The owner of the blog "How to Kill Your Husband" is on trial for killing her husband with two bullets

In 2011, Nancy Brophy wrote a blog called How to Kill Your Husband, which became popular, but as in movies and fantasy novels, Brophy found herself on trial for murder... her husband's murder.

Although she claims that guns are not the best way to kill anyone because they are "loud and loud", in the end, she used a gun to shoot her husband twice in the chest.

Brophy, 71, justified her act by saying it was “for writing.

It wasn't to kill my husband.” The woman used a special gun called a ghost gun, which is a type of gun that is difficult to track in many ways and makes as noisy as a regular firearm. Prosecutors allege that Brophy shot her husband twice in the chest with this homemade gun and that she She had "a huge, well-thought-out plan to make sure she wouldn't be the suspect."

According to Vice.

The blogger's trial began this week, after several delays due to the Corona epidemic, and the details that were leaked during her testimony were incredibly strange, as reported by local media.

The most interesting element in the case emerged from Brophy's blog in 2011 entitled "How to Kill Your Husband", although the judge neglected it as evidence because of the time between the murder.

Brophy begins her blog by saying, "As a romantic suspense writer, I spend a lot of time thinking about murder, and therefore police procedures."

It lists many motives such as falling in love with another person, getting revenge on a cheating spouse, financial reasons (more on that later), and dealing with the abuser.

Brophy also lists ways to get rid of the husband, including: shotguns that she says are "very loud and noisy."

very bloody knives, which require a lot of upper body strength;

The poison that she seems to endorse.

Her husband, Daniel Brophy, was killed in June 2018 in the kitchen of the culinary establishment where he worked.
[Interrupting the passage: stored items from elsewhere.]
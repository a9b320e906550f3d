#![allow(dead_code)] // Each test binary uses a different part of this module

pub mod mock_delivery;
pub mod mock_server;

use std::{future::Future, net::SocketAddr, sync::Arc, time::Duration};

use tether_smtp::SessionInfo;

pub fn session() -> Arc<SessionInfo> {
    Arc::new(SessionInfo::new(
        SocketAddr::from(([127, 0, 0, 1], 40_000)),
        SocketAddr::from(([127, 0, 0, 1], 587)),
    ))
}

/// Poll `condition` until it holds, panicking after a couple of seconds.
pub async fn eventually<F, Fut>(what: &str, mut condition: F)
where
    F: FnMut() -> Fut,
    Fut: Future<Output = bool>,
{
    let wait = async {
        while !condition().await {
            tokio::time::sleep(Duration::from_millis(10)).await;
        }
    };

    if tokio::time::timeout(Duration::from_secs(2), wait).await.is_err() {
        panic!("timed out waiting for {what}");
    }
}
//! STARTTLS over an in-memory stream, with a certificate made per test.

use std::{
    net::SocketAddr,
    sync::{Arc, Mutex},
};

use pretty_assertions::assert_eq;
use tempfile::TempDir;
use tether_common::{Signal, config::TlsContext};
use tether_smtp::{
    Authentication, Callback, Hooks, ListenConfig, SessionInfo, SmtpServer, auth::encode_plain,
    hooks::AuthResponse,
};
use tokio::{
    io::{AsyncBufReadExt, AsyncRead, AsyncWrite, AsyncWriteExt, BufReader, DuplexStream},
    sync::broadcast,
};
use tokio_rustls::{
    TlsConnector,
    rustls::{ClientConfig, RootCertStore, pki_types::ServerName},
};

struct Recorder {
    confirm_reset: bool,
    log: Mutex<Vec<String>>,
}

impl Recorder {
    fn new(confirm_reset: bool) -> Arc<Self> {
        Arc::new(Self {
            confirm_reset,
            log: Mutex::default(),
        })
    }

    fn record(&self, entry: impl Into<String>) {
        self.log.lock().unwrap().push(entry.into());
    }

    fn log(&self) -> Vec<String> {
        self.log.lock().unwrap().clone()
    }
}

impl Hooks for Recorder {
    fn on_auth(
        &self,
        authentication: Authentication,
        session: Arc<SessionInfo>,
        callback: Callback<AuthResponse>,
    ) {
        let transport = if session.tls.is_some() { "tls" } else { "plain" };
        self.record(format!("auth {} {transport}", authentication.username));
        callback.accept();
    }

    fn on_reset(&self, session: Arc<SessionInfo>, callback: Callback) {
        let transport = if session.tls.is_some() { "tls" } else { "plain" };
        self.record(format!("reset {transport}"));
        if self.confirm_reset {
            callback.accept();
        }
    }

    fn on_close(&self, _session: Arc<SessionInfo>) {
        self.record("close");
    }
}

struct Certificate {
    _dir: TempDir,
    context: TlsContext,
    roots: RootCertStore,
}

fn certificate() -> Certificate {
    let rcgen::CertifiedKey { cert, key_pair } =
        rcgen::generate_simple_self_signed(vec!["localhost".to_string()]).unwrap();

    let dir = tempfile::tempdir().unwrap();
    let context = TlsContext {
        certificate: dir.path().join("cert.pem"),
        key: dir.path().join("key.pem"),
    };
    std::fs::write(&context.certificate, cert.pem()).unwrap();
    std::fs::write(&context.key, key_pair.serialize_pem()).unwrap();

    let mut roots = RootCertStore::empty();
    roots.add(cert.der().clone()).unwrap();

    Certificate {
        _dir: dir,
        context,
        roots,
    }
}

struct Client<S> {
    stream: BufReader<S>,
}

impl<S: AsyncRead + AsyncWrite + Unpin> Client<S> {
    async fn send(&mut self, line: &str) {
        let stream = self.stream.get_mut();
        stream.write_all(format!("{line}\r\n").as_bytes()).await.unwrap();
        stream.flush().await.unwrap();
    }

    async fn reply(&mut self) -> (u16, Vec<String>) {
        let mut lines = Vec::new();
        loop {
            let mut line = String::new();
            let read = self.stream.read_line(&mut line).await.unwrap();
            assert!(read > 0, "server closed the connection");

            let line = line.trim_end();
            let code = line[..3].parse().unwrap();
            lines.push(line.get(4..).unwrap_or_default().to_string());

            if line.as_bytes().get(3) != Some(&b'-') {
                return (code, lines);
            }
        }
    }

    async fn code(&mut self, line: &str) -> u16 {
        self.send(line).await;
        self.reply().await.0
    }

    async fn closed(&mut self) -> bool {
        let mut line = String::new();
        matches!(self.stream.read_line(&mut line).await, Ok(0) | Err(_))
    }
}

fn address(port: u16) -> SocketAddr {
    SocketAddr::from(([127, 0, 0, 1], port))
}

fn start(
    certificate: &Certificate,
    hooks: Arc<dyn Hooks>,
) -> (Client<DuplexStream>, broadcast::Sender<Signal>) {
    let (client, server) = tokio::io::duplex(64 * 1024);
    let (shutdown, rx) = broadcast::channel(1);

    let config = ListenConfig::default()
        .with_name("mx.test")
        .with_tls(certificate.context.clone())
        .with_insecure_auth(true)
        .with_require_auth(true);
    let smtp = SmtpServer::new(config, hooks);
    tokio::spawn(smtp.handle(server, address(40_000), address(587), rx));

    (
        Client {
            stream: BufReader::new(client),
        },
        shutdown,
    )
}

/// Send STARTTLS and complete the handshake on the same stream.
async fn upgrade(
    mut client: Client<DuplexStream>,
    certificate: &Certificate,
) -> Client<tokio_rustls::client::TlsStream<DuplexStream>> {
    assert_eq!(client.code("STARTTLS").await, 220);

    let config = ClientConfig::builder()
        .with_root_certificates(certificate.roots.clone())
        .with_no_client_auth();
    let connector = TlsConnector::from(Arc::new(config));
    let server_name = ServerName::try_from("localhost").unwrap();

    let stream = connector
        .connect(server_name, client.stream.into_inner())
        .await
        .unwrap();

    Client {
        stream: BufReader::new(stream),
    }
}

#[tokio::test]
async fn test_starttls_discards_authentication() {
    let certificate = certificate();
    let hooks = Recorder::new(true);
    let (mut client, _shutdown) = start(&certificate, hooks.clone());

    assert_eq!(client.reply().await.0, 220);
    assert_eq!(client.code("EHLO client.test").await, 250);
    let plain = format!("AUTH PLAIN {}", encode_plain(None, "u", "p"));
    assert_eq!(client.code(&plain).await, 235);

    let mut client = upgrade(client, &certificate).await;

    client.send("EHLO client.test").await;
    let (code, lines) = client.reply().await;
    assert_eq!(code, 250);
    assert!(!lines.contains(&"STARTTLS".to_string()));

    // The plaintext login no longer counts
    assert_eq!(client.code("MAIL FROM:<a@example.com>").await, 530);
    assert_eq!(hooks.log(), vec!["auth u plain", "reset tls"]);

    assert_eq!(client.code(&plain).await, 235);
    assert_eq!(client.code("MAIL FROM:<a@example.com>").await, 250);
    assert_eq!(client.code("QUIT").await, 221);
    assert!(client.closed().await);

    assert_eq!(
        hooks.log(),
        vec!["auth u plain", "reset tls", "auth u tls", "close"]
    );
}

#[tokio::test]
async fn test_starttls_before_auth_has_nothing_to_reset() {
    let certificate = certificate();
    let hooks = Recorder::new(true);
    let (mut client, _shutdown) = start(&certificate, hooks.clone());

    assert_eq!(client.reply().await.0, 220);
    assert_eq!(client.code("EHLO client.test").await, 250);

    let mut client = upgrade(client, &certificate).await;
    assert_eq!(client.code("EHLO client.test").await, 250);
    assert_eq!(client.code("QUIT").await, 221);
    assert!(client.closed().await);

    assert_eq!(hooks.log(), vec!["close"]);
}

#[tokio::test]
async fn test_unconfirmed_reset_closes_the_session() {
    let certificate = certificate();
    let hooks = Recorder::new(false);
    let (mut client, _shutdown) = start(&certificate, hooks.clone());

    assert_eq!(client.reply().await.0, 220);
    assert_eq!(client.code("EHLO client.test").await, 250);
    let plain = format!("AUTH PLAIN {}", encode_plain(None, "u", "p"));
    assert_eq!(client.code(&plain).await, 235);

    let mut client = upgrade(client, &certificate).await;

    assert_eq!(client.reply().await.0, 421);
    assert!(client.closed().await);
    assert_eq!(hooks.log(), vec!["auth u plain", "reset tls", "close"]);
}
He was 63 years old at the time.

The couple have lived together since the early 1990s and have been married for more than 25 years.

After his death, Nancy Brophy immediately began amassing a huge amount of multiple life insurance policies, totaling more than $1.4 million.
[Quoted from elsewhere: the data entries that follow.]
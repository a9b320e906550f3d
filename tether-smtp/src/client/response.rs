//! SMTP reply parsing.

use super::error::{ClientError, Result};
use crate::auth::Mechanism;

/// A single line of a reply.
#[derive(Debug, Clone, PartialEq, Eq)]
pub struct ResponseLine {
    pub code: u16,
    /// `false` for `250-` continuation lines.
    pub is_last: bool,
    pub message: String,
}

/// A complete, possibly multi-line, reply.
#[derive(Debug, Clone, PartialEq, Eq)]
pub struct Response {
    pub code: u16,
    pub lines: Vec<String>,
}

impl Response {
    #[must_use]
    pub const fn new(code: u16, lines: Vec<String>) -> Self {
        Self { code, lines }
    }

    #[must_use]
    pub fn message(&self) -> String {
        self.lines.join("\n")
    }

    #[must_use]
    pub const fn is_success(&self) -> bool {
        self.code >= 200 && self.code < 300
    }

    #[must_use]
    pub const fn is_temporary_error(&self) -> bool {
        self.code >= 400 && self.code < 500
    }

    #[must_use]
    pub const fn is_permanent_error(&self) -> bool {
        self.code >= 500 && self.code < 600
    }

    #[must_use]
    pub const fn is_error(&self) -> bool {
        self.is_temporary_error() || self.is_permanent_error()
    }

    /// Whether an EHLO reply advertises `keyword`. The first line is the
    /// server greeting and is skipped.
    #[must_use]
    pub fn has_capability(&self, keyword: &str) -> bool {
        self.lines.iter().skip(1).any(|line| {
            line.split_whitespace()
                .next()
                .is_some_and(|word| word.eq_ignore_ascii_case(keyword))
        })
    }

    /// Mechanisms named on the `AUTH` line of an EHLO reply that we know how
    /// to speak.
    #[must_use]
    pub fn auth_mechanisms(&self) -> Vec<Mechanism> {
        self.lines
            .iter()
            .skip(1)
            .filter_map(|line| {
                let mut words = line.split_whitespace();
                words
                    .next()
                    .filter(|word| word.eq_ignore_ascii_case("AUTH"))
                    .map(|_| words.filter_map(|word| word.parse().ok()).collect::<Vec<_>>())
            })
            .flatten()
            .collect()
    }

    /// Succeed only on `expected`, otherwise describe what came back.
    ///
    /// # Errors
    ///
    /// [`ClientError::SmtpError`] for 4xx and 5xx replies,
    /// [`ClientError::UnexpectedResponse`] for any other mismatch.
    pub fn expect(self, expected: u16) -> Result<Self> {
        if self.code == expected {
            Ok(self)
        } else if self.is_error() {
            Err(ClientError::SmtpError {
                code: self.code,
                message: self.message(),
            })
        } else {
            Err(ClientError::UnexpectedResponse {
                code: self.code,
                message: self.message(),
            })
        }
    }

    /// # Errors
    ///
    /// Returns `ClientError::ParseError` if the line doesn't match SMTP format.
    pub fn parse_line(line: &str) -> Result<ResponseLine> {
        let code = line
            .get(..3)
            .and_then(|code| code.parse::<u16>().ok())
            .ok_or_else(|| ClientError::ParseError(format!("Invalid status code in '{line}'")))?;

        let is_last = match line.as_bytes().get(3) {
            None | Some(b' ') => true,
            Some(b'-') => false,
            Some(&c) => {
                return Err(ClientError::ParseError(format!(
                    "Invalid separator character: '{}'",
                    char::from(c)
                )));
            }
        };

        Ok(ResponseLine {
            code,
            is_last,
            message: line.get(4..).unwrap_or_default().to_string(),
        })
    }

    /// Parse one complete reply from the front of `buffer`.
    ///
    /// Returns the reply and the number of bytes it occupied, or `None` if
    /// more data is needed.
    ///
    /// # Errors
    ///
    /// Returns `ClientError::ParseError` if the response is malformed.
    pub fn parse_response(buffer: &[u8]) -> Result<Option<(Self, usize)>> {
        let mut consumed = 0;
        let mut code = None;
        let mut lines = Vec::new();

        while let Some(end) = buffer[consumed..].iter().position(|&b| b == b'\n') {
            let raw = &buffer[consumed..consumed + end];
            consumed += end + 1;

            let raw = raw.strip_suffix(b"\r").unwrap_or(raw);
            if raw.is_empty() {
                continue;
            }

            let text = std::str::from_utf8(raw)
                .map_err(|err| ClientError::ParseError(format!("Reply is not UTF-8: {err}")))?;
            let parsed = Self::parse_line(text)?;

            match code {
                Some(code) if code != parsed.code => {
                    return Err(ClientError::ParseError(format!(
                        "Status code mismatch in multi-line response: expected {code}, got {}",
                        parsed.code
                    )));
                }
                Some(_) => {}
                None => code = Some(parsed.code),
            }

            lines.push(parsed.message);

            if parsed.is_last {
                return Ok(code.map(|code| (Self::new(code, lines), consumed)));
            }
        }

        Ok(None)
    }
}
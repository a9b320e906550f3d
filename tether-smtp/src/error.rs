//! Error types for the inbound connection layer.

use std::io;

use thiserror::Error;

/// Errors that can occur while reading from or writing to a client.
#[derive(Debug, Error)]
pub enum ConnectionError {
    #[error("I/O error: {0}")]
    Io(#[from] io::Error),

    /// Connection was closed by peer.
    #[error("Connection closed by peer")]
    Closed,

    /// A command line exceeded the configured limit before its CRLF.
    #[error("Line exceeds {0} bytes")]
    LineTooLong(usize),
}

/// Errors that can occur during a STARTTLS upgrade.
#[derive(Debug, Error)]
pub enum TlsError {
    #[error("I/O error: {0}")]
    Io(#[from] io::Error),

    #[error("Failed to load TLS certificate from {path}: {source}")]
    CertificateLoad {
        path: String,
        #[source]
        source: io::Error,
    },

    #[error("Failed to load TLS private key from {path}: {reason}")]
    KeyLoad { path: String, reason: String },

    /// Handshake completed without negotiated parameters, or the transport
    /// was already gone.
    #[error("TLS upgrade failed: {0}")]
    UpgradeFailed(String),

    #[error("TLS error: {0}")]
    Rustls(String),
}

impl From<tokio_rustls::rustls::Error> for TlsError {
    fn from(err: tokio_rustls::rustls::Error) -> Self {
        Self::Rustls(err.to_string())
    }
}

pub type ConnectionResult<T> = std::result::Result<T, ConnectionError>;

pub type TlsResult<T> = std::result::Result<T, TlsError>;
Although the couple was in the midst of some financial hardship, they continued to pay more than $1,000 for life insurance each month.

Nancy Brophy was charged with second-degree murder three months later and faces life in prison.
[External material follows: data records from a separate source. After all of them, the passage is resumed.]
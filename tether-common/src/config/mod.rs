//! Configuration types shared by the inbound listener and the outbound
//! provider connection.
//!
//! - [`timeouts`]: per-stage timeouts for both directions
//! - [`tls`]: certificate material for STARTTLS and the outbound TLS policy

pub mod timeouts;
pub mod tls;

pub use timeouts::{ClientTimeouts, ServerTimeouts, TimeoutConfig};
pub use tls::{TlsCertificatePolicy, TlsConfig, TlsContext, TlsPolicy};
The police testified at the trial that when they first informed Nancy Brophy about her murdered husband, they did not sympathize with her reaction, and they also discovered contradictions between the excuses for her absence and the place where the truth was at the time of the crime, which she justified by a “memory gap.”

It later emerged that the wife owned a set of different weapons, all of which were handed over to the police, and also purchased equipment that apparently allows the manufacture of primitive weapons.

"She bought the parts to make an untraceable weapon for research in an upcoming book about a woman slowly making a weapon to kill her partner," the author admitted.

Nancy Brophy's internet history shows that she searched the internet for something similar, just days before her husband was murdered.

On top of all this, four days after her husband's murder, Nancy Brophy went to an officer and asked him to provide her with a letter that she was not the suspect.

It is a piece of paper she needed to collect a premium because, as I heard her say in a recording played in court, "they don't want to pay if it turns out that I secretly went to culinary school and shot my husband."

Nancy Brophy's case took another turn for the worse when her cellmate took the stage on Thursday and said that during their conversations, the romantic novelist "slid" and said "I" when speaking, explaining how her husband was murdered.

During her interrogation, Nancy Brophy praised her husband and cried when she spoke of his death.

Relatives also testified to the strength of the two's relationship.

One of her nieces even said they made her believe that "marriage might not be a bad idea".

 The trajectory of this story is coming to an end as the trial begins, as it is expected to conclude early next week and verdict.

The post does not mention how the blog ended and whether the heroine of her novel got away with it or not.